The process of estimating nutrient and sediment reductions associated with clean water projects is referred to as pollutant accounting. To estimate pollutant reductions, CWIP and partners must collect many types of data on the clean water projects implemented (i.e., watershed, land use, storage volume, area treated, etc.), which is referred to as tracking. Tracking and accounting together enable CWIP to estimate the mass of pollutants reduced from projects and monitor progress towards achieving water quality goals, such as Total Maximum Daily Loads (TMDLs).

    Much of the State of Vermont is covered by large TMDLs that require nutrient pollutant reductions (i.e., phosphorus and nitrogen) from nonpoint (rain/snowmelt driven) and point (end-of-pipe) sources. The Lake Champlain and Lake Memphremagog TMDLs both target phosphorus pollution to address cyanobacteria blooms (i.e., blue-green algae), as well as other excess algae and aquatic plant growth. The Long Island Sound TMDL targets the nitrogen pollution which causes low dissolved oxygen in the Sound.


    Tracking & Accounting Methods

    There are a variety of clean water project types across various land use sectors that result in pollutant reductions. CWIP collaborates with numerous state and federal agencies to develop and implement tracking and accounting methodologies for clean water projects.

    Pollution reduction estimates are modeled at the individual clean water project-level, as measuring phosphorus reductions at the project level through water quality monitoring would be cost-prohibitive. Most clean water project pollutant reduction estimates are based on the following:

    1. Estimated total pollutant load from land being treated, prior to treatment by a project or practice. This is based on the area of land draining to the practice or project and the average pollutant loading rate from the land use.
    2. The average annual pollutant reduction performance – referred to as an “efficiency” – of the project type. This is often expressed as a percent of total load reduced and is based on research of project performance relevant to conditions in Vermont.

    The average annual pollutant reduction efficiency for a project is applied to the pollutant load delivered from the land draining to the project to estimate the average annual pollutant reduction. The ability to estimate the pollutant reduction of a project can be limited by lack of data on pollutant loading rates for the land treated and/or lack of information on the performance of a project in treating pollution.


    Standard Operating Procedures

    To standardize and centralize tracking and accounting methods, CWIP is developing Tracking and Accounting Standard Operating Procedures (SOPs). CWIP’s Tracking and Accounting SOPs are considered draft working documents until SOPs from all land use sectors are compiled, put on public notice, and finalized to meet Clean Water Service Delivery Act (Act 76 of 2019) requirements (see below). These SOPs will also be compiled into Vermont’s Section 319 Nonpoint Source Management Program Quality Assurance Project Plan (QAPP) for U.S. EPA review and approval.

    Below are the current draft tracking and accounting SOPs for regulatory and non-regulatory road and stormwater treatment projects:

    Phosphorus reductions cannot yet be estimated for all clean water project types, and SOPs for other land use sectors are currently under development. Please see Appendix F of the Vermont Clean Water Initiative 2019 Performance Report for a summary of Vermont’s tracking and accounting methods until full SOPs are developed.

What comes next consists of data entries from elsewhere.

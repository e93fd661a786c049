use std::fmt;
use std::time::Duration;

use async_trait::async_trait;
use reqwest::header::{HeaderMap, HeaderValue, ACCEPT};
use reqwest::{Client, StatusCode};
use serde_json::Value;
use tracing::debug;

use crate::config::UpstreamConfig;

use super::domain::MarketQuery;
use super::gateway::{FetchError, FetchOutcome, MarketDataGateway};
use super::registry::EndpointSpec;

/// Per-request ceiling; a stuck upstream must not hold a whole aggregate
/// open indefinitely.
const REQUEST_TIMEOUT: Duration = Duration::from_secs(10);

/// HouseCanary v2 API client. One `reqwest::Client` is built up front and
/// shared by every concurrent fetch; requests authenticate with HTTP basic
/// auth and are attempted exactly once.
#[derive(Clone)]
pub struct HouseCanaryClient {
    base_url: String,
    api_key: String,
    api_secret: String,
    http: Client,
}

impl HouseCanaryClient {
    pub fn new(config: &UpstreamConfig) -> Result<Self, FetchError> {
        let mut headers = HeaderMap::new();
        headers.insert(ACCEPT, HeaderValue::from_static("application/json"));

        let http = Client::builder()
            .default_headers(headers)
            .timeout(REQUEST_TIMEOUT)
            .build()
            .map_err(|err| FetchError::Client(err.to_string()))?;

        Ok(Self {
            base_url: config.base_url.trim_end_matches('/').to_string(),
            api_key: config.api_key.clone(),
            api_secret: config.api_secret.clone(),
            http,
        })
    }

    fn endpoint_url(&self, spec: &EndpointSpec) -> String {
        format!("{}{}", self.base_url, spec.path)
    }
}

// Debug must not expose the credentials held inside.
impl fmt::Debug for HouseCanaryClient {
    fn fmt(&self, f: &mut fmt::Formatter<'_>) -> fmt::Result {
        f.debug_struct("HouseCanaryClient")
            .field("base_url", &self.base_url)
            .finish_non_exhaustive()
    }
}

#[async_trait]
impl MarketDataGateway for HouseCanaryClient {
    async fn fetch(&self, spec: &EndpointSpec, query: &MarketQuery) -> FetchOutcome {
        let url = self.endpoint_url(spec);
        debug!(category = spec.category.key(), %url, "requesting market data");

        let mut request = self
            .http
            .get(&url)
            .basic_auth(&self.api_key, Some(&self.api_secret))
            .query(&[(query.location.param(), query.location.value())]);

        if spec.requires_date_range {
            if let Some(range) = &query.dates {
                request = request.query(&[
                    ("start", range.start.format("%Y-%m-%d").to_string()),
                    ("end", range.end.format("%Y-%m-%d").to_string()),
                ]);
            }
        }

        let response = request
            .send()
            .await
            .map_err(|err| FetchError::Transport(err.to_string()))?;

        let status = response.status();
        if status != StatusCode::OK {
            return Err(FetchError::Status(status.as_u16()));
        }

        response
            .json::<Value>()
            .await
            .map_err(|err| FetchError::Decode(err.to_string()))
    }
}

    Clean Water Service Delivery Act 

    The Clean Water Service Delivery Act (Act 76 of 2019) addresses the state’s tracking and accounting in several ways:

    • The state is required to publish methods to estimate phosphorus reductions for all clean water project types in the Lake Champlain and Lake Memphremagog basins by November 1, 2021.
    • The state is required to establish a schedule to publish methods for other (i.e., non-phosphorus) impairments by November 1, 2023. U.S. EPA-supported efforts are underway to coordinate and develop tracking efforts for clean water projects implemented in the Long Island Sound basin.
    • After initial publication of tracking and accounting methods, the state is required to periodically review accounting methods at least every five years to determine the adequacy or accuracy of pollutant reduction values and design lives.